I'm having problems with strange BAC-CAB inconsistencies which makes me loose faith in my ability of solving these types of problems. I need someone to check if this is correct or incorrect.

del = d/dx,d/dy,d/dz
a = constant vector=(a,a,a)
(fi) = scalar field
del^2(fi)=0

Question:

My attempt at solution:
Using einsteins way with eidi of solving, this would take too long to show in plain text( I dont know LaTeX yet ) so for simplification I use classic vector identities to proove it.

rot(a x grad(fi) = del x (a x grad(fi)) ={BAC-CAB}= a(del del(fi)) - del(fi)(del a)={First part is 0 according to previous definition}= -del(fi)(del * a).

-del(fi)(a*del)

Discussion:
The difference between (del*a) and (a*del) is huge, esp. as a is a constant vector and will be zero for (del*a). I can not wrap my head around the answer of this problem as all I really have to go on is the acual BAC-CAB rule and nothing else. Please explain to me what might be wrong.

This is what I got (both with vector identities and actually expanding it out)

$\displaystyle \nabla \times \left(\bf{a} \times \nabla \phi\right) = \bf{a} \nabla \cdot \nabla \phi - \left( \bf{a} \cdot \nabla\right) \nabla \phi = - \left( \bf{a} \cdot \nabla\right) \nabla \phi$.

Originally Posted by Danny
This is what I got (both with vector identities and actually expanding it out)

$\displaystyle \nabla \times \left(\bf{a} \times \nabla \phi\right) = \bf{a} \nabla \cdot \nabla \phi - \left( \nabla \cdot \bf{a} \right) \nabla \phi = - \left( \bf{a} \cdot \nabla\right) \nabla \phi$.
Okay, so we know that what i'm doing is wrong. Here is what I know about the BAC-CAB rule;

$\displaystyle \bf{A} \times \left(\bf{B} \times \bf{C} \right) = \bf{B} \left( \bf{A} \cdot \bf{C} \right) - \bf{C} \left( \bf{A} \cdot\bf{B} \right)$

Directly applying this to the original question will yeild my first answer and not the one you provided.

$\displaystyle \nabla \times \left(\bf{a} \times \nabla \phi\right) = \bf{a} \nabla \cdot \nabla \phi - \left(\nabla \cdot \bf{a} \right) \nabla \phi = - \left( \nabla \cdot \bf{a} \right) \nabla \phi$

Please tell me why direct computation of the BAC-CAB rule wont work. As I see it it's now the BAC-CBA rule. I've had this problem many times before, and I think I never noticed because I was working around the answer rather than the theory. Please help me understand why I get it wrong pretty much every time. Isn't the rule what is says it is?
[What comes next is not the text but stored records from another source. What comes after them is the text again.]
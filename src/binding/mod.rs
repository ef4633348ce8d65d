//! Binding of route, query and header values into value objects.
//!
//! Non-body sources deliver raw strings. A [`BindingAdapter`] runs the same
//! contract as the JSON codecs over them:
//!
//! 1. absent value: nothing is recorded and the target stays [`Binding::Unbound`]
//! 2. textual parse into the primitive; on failure one
//!    `"<name> is not a valid <kind>."` message under the binding name
//! 3. the value object's constructor, attributed to the binding name
//!
//! Only one of (2) and (3) can fail for a given input.
//!
//! # Examples
//!
//! ```
//! use field_rail::prelude::*;
//! use std::collections::HashMap;
//!
//! #[derive(Debug, Clone, PartialEq)]
//! struct PageSize(u32);
//!
//! impl ValueObject for PageSize {
//!     type Primitive = u32;
//!
//!     fn try_create(value: Option<u32>, field: Option<&str>) -> Result<Self, DomainError> {
//!         match value {
//!             Some(v) if (1..=100).contains(&v) => Ok(PageSize(v)),
//!             _ => Err(DomainError::validation(field.unwrap_or("pageSize"), "Page size must be between 1 and 100.")),
//!         }
//!     }
//!
//!     fn to_primitive(&self) -> u32 {
//!         self.0
//!     }
//! }
//!
//! let query: HashMap<String, String> = [("size".to_string(), "abc".to_string())].into();
//!
//! let result = field_rail::boundary::run(|| {
//!     BindingAdapter::<PageSize>::query("size").bind_from(&query)
//! });
//!
//! let err = result.unwrap_err();
//! assert_eq!(err.messages("size").unwrap(), ["size is not a valid integer.".to_string()]);
//! ```
use crate::codec::{parse_raw, Maybe, ValidatingCodec};
use crate::config::MessageConfig;
use crate::scope::{self, current_config};
use crate::traits::ValueObject;
use crate::types::{Outcome, ValidationFailure};
use core::fmt;
use std::borrow::Cow;
use std::collections::{BTreeMap, HashMap};
use std::hash::BuildHasher;

/// Where a bound value comes from.
#[derive(Debug, Clone, Copy, PartialEq, Eq, Hash)]
pub enum BindingSource {
    Route,
    Query,
    Header,
}

impl BindingSource {
    #[inline]
    pub const fn as_str(&self) -> &'static str {
        match self {
            Self::Route => "route",
            Self::Query => "query",
            Self::Header => "header",
        }
    }
}

impl fmt::Display for BindingSource {
    fn fmt(&self, f: &mut fmt::Formatter<'_>) -> fmt::Result {
        f.write_str(self.as_str())
    }
}

/// Lookup of raw values by key.
pub trait ValueProvider {
    fn value(&self, key: &str) -> Option<&str>;
}

impl<S: BuildHasher> ValueProvider for HashMap<String, String, S> {
    fn value(&self, key: &str) -> Option<&str> {
        self.get(key).map(String::as_str)
    }
}

impl ValueProvider for BTreeMap<String, String> {
    fn value(&self, key: &str) -> Option<&str> {
        self.get(key).map(String::as_str)
    }
}

impl ValueProvider for [(&str, &str)] {
    fn value(&self, key: &str) -> Option<&str> {
        self.iter().find(|(k, _)| *k == key).map(|(_, v)| *v)
    }
}

impl ValueProvider for Vec<(String, String)> {
    fn value(&self, key: &str) -> Option<&str> {
        self.iter()
            .find(|(k, _)| k == key)
            .map(|(_, v)| v.as_str())
    }
}

impl<T: ValueProvider + ?Sized> ValueProvider for &T {
    fn value(&self, key: &str) -> Option<&str> {
        (**self).value(key)
    }
}

/// Result of binding one target.
#[derive(Debug, Clone, PartialEq, Eq, Hash)]
pub enum Binding<V> {
    /// No value was supplied; nothing was recorded.
    Unbound,
    Bound(V),
    /// A value was supplied and rejected; the failure is in the scope.
    Failed,
}

impl<V> Binding<V> {
    #[inline]
    pub fn is_bound(&self) -> bool {
        matches!(self, Self::Bound(_))
    }

    #[inline]
    pub fn is_unbound(&self) -> bool {
        matches!(self, Self::Unbound)
    }

    #[inline]
    pub fn is_failed(&self) -> bool {
        matches!(self, Self::Failed)
    }

    #[inline]
    pub fn into_value(self) -> Option<V> {
        match self {
            Self::Bound(value) => Some(value),
            _ => None,
        }
    }
}

/// Binds one named route, query or header value into `V`.
pub struct BindingAdapter<V> {
    name: Cow<'static, str>,
    source: BindingSource,
    codec: ValidatingCodec<V>,
}

impl<V: ValueObject> BindingAdapter<V> {
    #[inline]
    pub fn new(source: BindingSource, name: impl Into<Cow<'static, str>>) -> Self {
        Self { name: name.into(), source, codec: ValidatingCodec::new() }
    }

    #[inline]
    pub fn route(name: impl Into<Cow<'static, str>>) -> Self {
        Self::new(BindingSource::Route, name)
    }

    #[inline]
    pub fn query(name: impl Into<Cow<'static, str>>) -> Self {
        Self::new(BindingSource::Query, name)
    }

    #[inline]
    pub fn header(name: impl Into<Cow<'static, str>>) -> Self {
        Self::new(BindingSource::Header, name)
    }

    #[inline]
    pub fn name(&self) -> &str {
        &self.name
    }

    #[inline]
    pub fn source(&self) -> BindingSource {
        self.source
    }

    /// Parses and constructs without touching any scope.
    ///
    /// Absence is [`Outcome::Absent`]; the caller decides whether that matters.
    pub fn evaluate(&self, raw: Option<&str>, config: &MessageConfig) -> Outcome<V> {
        match raw {
            None => Outcome::Absent,
            Some(raw) => parse_raw::<V::Primitive>(raw, &self.name, config)
                .and_then(|primitive| self.codec.evaluate(Some(primitive), Some(&*self.name), config)),
        }
    }

    /// Binds a raw value, recording any failure into the active scope.
    ///
    /// The constructor runs with the binding name as the current property, so
    /// codecs it calls attribute their failures to this binding.
    pub fn bind(&self, raw: Option<&str>) -> Binding<V> {
        scope::with_property(&self.name, || self.bind_in_property(raw))
    }

    fn bind_in_property(&self, raw: Option<&str>) -> Binding<V> {
        let outcome = self.evaluate(raw, &current_config());
        tracing::trace!(
            source = %self.source,
            name = %self.name,
            present = raw.is_some(),
            valid = outcome.is_valid(),
            "binding value"
        );
        match outcome {
            Outcome::Absent => Binding::Unbound,
            outcome => match outcome.report() {
                Some(value) => Binding::Bound(value),
                None => Binding::Failed,
            },
        }
    }

    /// Looks the value up by this adapter's name and binds it.
    #[inline]
    pub fn bind_from<P: ValueProvider + ?Sized>(&self, provider: &P) -> Binding<V> {
        self.bind(provider.value(&self.name))
    }

    /// Binds a value that must be present, recording an absence failure if not.
    pub fn bind_required(&self, raw: Option<&str>) -> Option<V> {
        match self.bind(raw) {
            Binding::Bound(value) => Some(value),
            Binding::Failed => None,
            Binding::Unbound => {
                let message = current_config().required_message(&self.name);
                scope::record(ValidationFailure::absence(&*self.name, message));
                None
            },
        }
    }

    /// Binds an optional value: absence and failure both read as `Absent`.
    #[inline]
    pub fn bind_optional(&self, raw: Option<&str>) -> Maybe<V> {
        self.bind(raw).into_value().into()
    }
}

impl<V> Clone for BindingAdapter<V> {
    fn clone(&self) -> Self {
        Self { name: self.name.clone(), source: self.source, codec: self.codec }
    }
}

impl<V> fmt::Debug for BindingAdapter<V> {
    fn fmt(&self, f: &mut fmt::Formatter<'_>) -> fmt::Result {
        f.debug_struct("BindingAdapter")
            .field("source", &self.source)
            .field("name", &self.name)
            .field("value", &core::any::type_name::<V>())
            .finish()
    }
}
EDIT: Lol the LaTeX code worked! First time I used it!

Well, let me ask you this question. Suppose that

$\displaystyle A = x$ and $\displaystyle B = y$

What's the difference between $\displaystyle AB$ and $\displaystyle BA$?

Now let $\displaystyle A = x$ and $\displaystyle B = \frac{d}{dx}$

and ask the same question. What's the difference between $\displaystyle AB$ and $\displaystyle BA$?

Originally Posted by Danny
Well, let me ask you this question. Suppose that

$\displaystyle A = x$ and $\displaystyle B = y$

What's the difference between $\displaystyle AB$ and $\displaystyle BA$?

Now let $\displaystyle A = x$ and $\displaystyle B = \frac{d}{dx}$

and ask the same question. What's the difference between $\displaystyle AB$ and $\displaystyle BA$?
$\displaystyle A = x$ and $\displaystyle B = y$
$\displaystyle AB = xy$ & $\displaystyle BA = yx$
So there is no difference really other than order of apperance

$\displaystyle A = x$ and $\displaystyle B = \frac{d}{dx}$
$\displaystyle AB = x \frac{d}{dx} = x \frac{d}{dx} = 1$ & $\displaystyle BA = \frac{d}{dx} x = 1$

Indeed you are correct, as $\displaystyle A \cdot B = B \cdot A$, so both the books answer and mine is correct? Is the answer simply cosmetic?

Actually no.

$\displaystyle AB = x \dfrac{d}{dx}$ - this is an operator
$\displaystyle BA = \frac{d}{dx} x = 1$ - this is a scalar.

The point is $\displaystyle AB \ne BA$ (these are not the same).

You said this in your original post. The difference is $\displaystyle \bf{ huge}!$